This gives you some idea of how much 10 Krystals makes. I figure this would be enough to feed 4 or 5 people. Or 2 of me.

(Notice the proper organization of the empty boxes and the pickle pile, ready for snacking!)

Boil a few eggs. You'll need at least three for the stuffing, and since I also put chopped boiled egg in my gravy I just cook all 6.

Mise en place!

That is my favorite snotty French chef phrase. (Mire Poix is my second favorite).

Not to be confused with the Swedish Chef whose favorite phrase was, of course, "Bork! Bork! Bork!"

Mise En Place basically means "everything in it's place."

The idea is if you get all your stuff chopped, measured, and set out prior to cooking, everything runs smoother.

Bet the folks at Subway don't know they use Mise En Place every day!

So get your spices measured out and arranged and shout "Mise En Place!"

Chop your celery as desired. I like mine a bit chunky and crunchy. you could dice it rather small if you like. I also tend to use a lot of celery (1.5 cups) but you could certainly adjust that to your taste.

And yes, this is also part of Mise En Place! Say it with me: "Mise En Place!"

Next you'll saute the celery in melted butter or margerine and add it to the Krystals. (Sorry no pictures of this step, but I'm sure you can handle it!)

Now for the tricky bit.

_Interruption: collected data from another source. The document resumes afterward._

use crate::cli::parser::Commands;
use crate::config::Config;
use crate::core::analysis::{AnalysisReport, analyze_file};
use crate::errors::AppResult;
use crate::ui::messages::{header, warning};
use ansi_term::Style;
use std::path::Path;

/// Handle the `analyze` command
pub fn handle(cmd: &Commands, _cfg: &Config) -> AppResult<()> {
    if let Commands::Analyze { files, json } = cmd {
        let today = chrono::Local::now().date_naive();

        let mut reports = Vec::with_capacity(files.len());
        for f in files {
            reports.push(analyze_file(Path::new(f), today)?);
        }

        if *json {
            println!("{}", serde_json::to_string_pretty(&reports)?);
        } else {
            for r in &reports {
                print_report(r);
            }
        }
    }
    Ok(())
}

fn print_report(r: &AnalysisReport) {
    let s = &r.statistics;
    let verdict = Style::new().bold().fg(r.anomaly_type.colour());

    header(format!("📄 {}", r.file));
    println!("Total tests   : {}", s.total_tests);
    println!("Passed        : {}", s.passed_tests);
    println!("Failed        : {}", s.failed_tests);
    println!("Skipped       : {}", s.skipped_tests);
    println!("Average BAC   : {:.3}", s.average_bac);
    println!("Max BAC       : {:.2}", s.max_bac);
    println!("Tampering     : {}", s.tampering_attempts);
    println!("Bypass        : {}", s.bypass_attempts);
    if let (Some(start), Some(end)) = (s.period_start, s.period_end) {
        println!("Period        : {start} → {end}");
    }
    println!("Anomaly       : {}", verdict.paint(r.anomaly_type.as_str()));

    if r.anomaly_type.is_flagged() {
        warning(&r.anomaly_details);
    }
    println!();
}
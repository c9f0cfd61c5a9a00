pub mod analyze;
pub mod config;
pub mod generate;
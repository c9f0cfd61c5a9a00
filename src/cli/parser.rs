use crate::models::Scenario;
use clap::{Parser, Subcommand};

/// Command-line interface definition for interlock-fixtures
/// CLI application to generate sample ignition-interlock driving logs
#[derive(Parser)]
#[command(
    name = "interlock-fixtures",
    version = env!("CARGO_PKG_VERSION"),
    about = "Generate sample CSV logs of a breath-alcohol ignition-interlock device",
    long_about = None
)]
pub struct Cli {
    /// YAML configuration file (defaults are used when omitted)
    #[arg(global = true, long = "config", value_name = "FILE")]
    pub config: Option<String>,

    /// Subcommand; `generate` with default options when omitted
    #[command(subcommand)]
    pub command: Option<Commands>,
}

#[derive(Subcommand)]
pub enum Commands {
    /// Generate the sample log batch (default: 35 normal, 5 tampering,
    /// 5 excessive failures, 3 bypass, 2 insufficient)
    Generate {
        /// Output directory (overrides `output_dir` from the configuration)
        #[arg(long = "out", value_name = "DIR")]
        out: Option<String>,

        /// Only generate files of this scenario
        #[arg(long, value_enum)]
        scenario: Option<Scenario>,

        /// Number of files to generate for --scenario
        #[arg(long, requires = "scenario")]
        count: Option<u32>,

        /// Seed the random generator to get reproducible files
        #[arg(long)]
        seed: Option<u64>,
    },

    /// Analyze driving log files and report the detected anomaly
    Analyze {
        /// CSV files to analyze
        #[arg(required = true, value_name = "FILE")]
        files: Vec<String>,

        /// Print the reports as JSON
        #[arg(long)]
        json: bool,
    },

    /// Show or write the configuration
    Config {
        /// Print the effective configuration
        #[arg(long = "print", help = "Print the effective configuration as YAML")]
        print_config: bool,

        /// Write the default configuration to a file
        #[arg(long = "write", value_name = "FILE")]
        write: Option<String>,
    },
}

impl Commands {
    /// `generate` with every option left to its default.
    pub fn default_generate() -> Self {
        Commands::Generate {
            out: None,
            scenario: None,
            count: None,
            seed: None,
        }
    }
}
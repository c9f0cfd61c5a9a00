// src/export/mod.rs

pub mod csv;

pub use self::csv::{read_rows, write_rows};
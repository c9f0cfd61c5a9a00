use ansi_term::{Colour, Style};
use std::fmt;

/// Icons
const ICON_INFO: &str = "ℹ️";
const ICON_OK: &str = "✅";
const ICON_WARN: &str = "⚠️";
const ICON_ERR: &str = "❌";

fn icon(colour: Colour, icon: &str) -> String {
    Style::new().bold().fg(colour).paint(icon).to_string()
}

pub fn info<T: fmt::Display>(msg: T) {
    println!("{} {}", icon(Colour::Blue, ICON_INFO), msg);
}

pub fn success<T: fmt::Display>(msg: T) {
    println!("{} {}", icon(Colour::Green, ICON_OK), msg);
}

pub fn warning<T: fmt::Display>(msg: T) {
    println!("{} {}", icon(Colour::Yellow, ICON_WARN), msg);
}

pub fn error<T: fmt::Display>(msg: T) {
    eprintln!("{} {}", icon(Colour::Red, ICON_ERR), msg);
}

/// Section header, framed by a ruler line above and below.
pub fn header<T: fmt::Display>(msg: T) {
    let ruler = "=".repeat(60);
    let style = Style::new().bold().fg(Colour::Blue);
    println!("{}", style.paint(&ruler));
    println!("{}", style.paint(msg.to_string()));
    println!("{}", style.paint(&ruler));
}

/// Progress line for a batch step, e.g. `[2/5] Generating tampering logs (5)`.
pub fn step<T: fmt::Display>(current: usize, total: usize, msg: T) {
    println!();
    println!(
        "{} {}",
        Style::new().bold().paint(format!("[{current}/{total}]")),
        msg
    );
}
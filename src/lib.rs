//! interlock-fixtures library root.
//! Exposes CLI parser, high-level run() function, and internal modules.

pub mod cli;
pub mod config;
pub mod core;
pub mod errors;
pub mod export;
pub mod models;
pub mod ui;

use clap::Parser;
use cli::parser::{Cli, Commands};
use config::Config;
use errors::AppResult;

/// Central command dispatcher
pub fn dispatch(cmd: &Commands, cfg: &Config) -> AppResult<()> {
    match cmd {
        Commands::Generate { .. } => cli::commands::generate::handle(cmd, cfg),
        Commands::Analyze { .. } => cli::commands::analyze::handle(cmd, cfg),
        Commands::Config { .. } => cli::commands::config::handle(cmd, cfg),
    }
}

/// Entry point usato da main.rs
pub fn run() -> AppResult<()> {
    // 1️⃣ parse CLI
    let cli = Cli::parse();

    // 2️⃣ carica config (default se --config non è indicato)
    let cfg = Config::load(cli.config.as_deref())?;

    // 3️⃣ nessun subcommand → batch completo
    let cmd = cli.command.unwrap_or_else(Commands::default_generate);

    dispatch(&cmd, &cfg)
}
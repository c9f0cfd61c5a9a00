use crate::cli::parser::Commands;
use crate::config::Config;
use crate::errors::AppResult;
use crate::ui::messages::{info, success};

/// Handle the `config` subcommand
pub fn handle(cmd: &Commands, cfg: &Config) -> AppResult<()> {
    if let Commands::Config {
        print_config,
        write,
    } = cmd
    {
        // ---- WRITE DEFAULT CONFIG ----
        if let Some(file) = write {
            let path = Config::write_default(file)?;
            success(format!("Default configuration written to {}", path.display()));
        }

        // ---- PRINT CONFIG ----
        if *print_config || write.is_none() {
            println!("📄 Current configuration:\n");
            println!("{}", cfg.to_yaml()?);
        }

        if cfg.batch.total() == 0 {
            info("The batch plan is empty: `generate` will not write any file.");
        }
    }
    Ok(())
}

Add the chicken broth in small doses, stirring between each dose. The amount you need to add depends on how dry the Krystals are, and also your taste. I like a very moist stuffing, some folks like it dry.

It is very important that you be careful with this step. You learn quickly that if you add too much broth, you cannot get it back out. So now you need more Krystals, but they're closed, and now the kids are crying, and Thanksgiving is ruined all because you were rushing things. And I'll be saying "See I told you!"

I have never used the entire 1.25 cups of broth, but it's good to have it on hand. If you have it available, using drippings from your turkey adds to the flavor!

Mix gently until it starts to pull together. This is how I like my stuffing.

As I said you may like yours more or less moist. Play with it til you get what you like!

Place the stuffing into a baking dish and toss it in the oven.

Since everything is already fully cooked, you are only warming and lightly browning the stuffing, so temperatures and times are easily adjusted.

I actually bake mine along with the dinner rolls, while waiting for the turkey to rest.

(Yes turkey needs to rest after you cook it. If you didn't know that I bet you eat a lot of dry turkey!)

When it's done, scoop it out, drop it on a plate and...

Dig in!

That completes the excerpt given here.